ABOUT THIS TASK
Gather each line of the entries below that includes "rows".

#### EXERCISE DATA ####

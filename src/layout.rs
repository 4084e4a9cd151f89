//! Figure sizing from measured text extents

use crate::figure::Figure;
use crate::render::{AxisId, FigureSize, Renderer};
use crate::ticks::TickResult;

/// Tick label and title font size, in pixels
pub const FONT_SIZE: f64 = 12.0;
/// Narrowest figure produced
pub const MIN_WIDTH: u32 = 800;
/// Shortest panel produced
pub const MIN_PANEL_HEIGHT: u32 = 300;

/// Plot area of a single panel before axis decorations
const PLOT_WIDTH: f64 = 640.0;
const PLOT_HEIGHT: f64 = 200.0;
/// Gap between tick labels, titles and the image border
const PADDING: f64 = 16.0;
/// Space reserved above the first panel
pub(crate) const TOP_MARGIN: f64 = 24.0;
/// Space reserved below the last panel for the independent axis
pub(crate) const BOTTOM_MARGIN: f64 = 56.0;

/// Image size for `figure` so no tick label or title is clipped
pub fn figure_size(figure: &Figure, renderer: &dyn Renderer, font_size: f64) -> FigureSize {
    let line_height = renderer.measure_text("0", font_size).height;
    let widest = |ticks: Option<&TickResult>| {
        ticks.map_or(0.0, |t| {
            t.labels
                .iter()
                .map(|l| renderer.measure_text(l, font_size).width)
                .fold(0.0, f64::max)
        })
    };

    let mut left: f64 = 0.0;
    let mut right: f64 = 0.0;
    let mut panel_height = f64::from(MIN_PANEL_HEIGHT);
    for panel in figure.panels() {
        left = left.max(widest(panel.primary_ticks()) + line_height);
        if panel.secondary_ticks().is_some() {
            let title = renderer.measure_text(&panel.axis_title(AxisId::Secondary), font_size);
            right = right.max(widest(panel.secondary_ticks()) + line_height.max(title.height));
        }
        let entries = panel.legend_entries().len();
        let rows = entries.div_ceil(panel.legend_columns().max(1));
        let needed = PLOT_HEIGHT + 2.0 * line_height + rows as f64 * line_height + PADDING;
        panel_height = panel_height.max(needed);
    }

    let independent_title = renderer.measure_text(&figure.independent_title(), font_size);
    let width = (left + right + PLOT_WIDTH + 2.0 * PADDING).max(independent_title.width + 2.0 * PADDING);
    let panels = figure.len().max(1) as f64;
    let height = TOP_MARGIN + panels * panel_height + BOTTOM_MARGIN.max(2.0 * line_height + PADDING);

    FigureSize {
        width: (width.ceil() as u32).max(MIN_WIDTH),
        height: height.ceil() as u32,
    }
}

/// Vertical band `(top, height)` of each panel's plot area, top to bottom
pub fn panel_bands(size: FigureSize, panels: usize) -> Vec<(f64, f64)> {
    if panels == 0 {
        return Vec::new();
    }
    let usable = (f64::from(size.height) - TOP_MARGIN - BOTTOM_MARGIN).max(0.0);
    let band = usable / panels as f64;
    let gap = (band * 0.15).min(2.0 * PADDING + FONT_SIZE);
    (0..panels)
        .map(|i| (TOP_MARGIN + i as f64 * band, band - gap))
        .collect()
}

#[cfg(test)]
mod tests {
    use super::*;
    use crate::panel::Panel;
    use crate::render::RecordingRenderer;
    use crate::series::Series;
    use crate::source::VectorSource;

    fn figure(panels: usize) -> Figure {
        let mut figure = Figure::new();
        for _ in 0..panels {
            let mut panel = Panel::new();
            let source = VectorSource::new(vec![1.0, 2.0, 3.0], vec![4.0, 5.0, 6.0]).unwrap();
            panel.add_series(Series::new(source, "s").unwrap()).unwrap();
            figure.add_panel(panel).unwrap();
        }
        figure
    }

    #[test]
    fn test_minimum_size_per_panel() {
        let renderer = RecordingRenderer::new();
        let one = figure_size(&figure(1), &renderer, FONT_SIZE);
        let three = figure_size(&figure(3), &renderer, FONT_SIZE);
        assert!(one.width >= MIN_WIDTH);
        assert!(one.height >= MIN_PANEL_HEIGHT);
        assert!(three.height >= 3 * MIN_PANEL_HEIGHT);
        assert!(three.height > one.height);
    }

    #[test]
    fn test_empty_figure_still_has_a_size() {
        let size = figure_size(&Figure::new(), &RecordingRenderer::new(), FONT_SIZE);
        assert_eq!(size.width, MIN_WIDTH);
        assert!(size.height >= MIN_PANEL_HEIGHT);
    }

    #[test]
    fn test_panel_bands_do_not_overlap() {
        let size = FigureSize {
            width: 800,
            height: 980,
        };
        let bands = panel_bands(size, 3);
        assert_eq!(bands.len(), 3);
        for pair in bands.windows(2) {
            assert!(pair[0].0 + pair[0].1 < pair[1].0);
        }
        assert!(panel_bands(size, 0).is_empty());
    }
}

####

TASK RESPONSE
        let rows = entries.div_ceil(panel.legend_columns().max(1));
        let needed = PLOT_HEIGHT + 2.0 * line_height + rows as f64 * line_height + PADDING;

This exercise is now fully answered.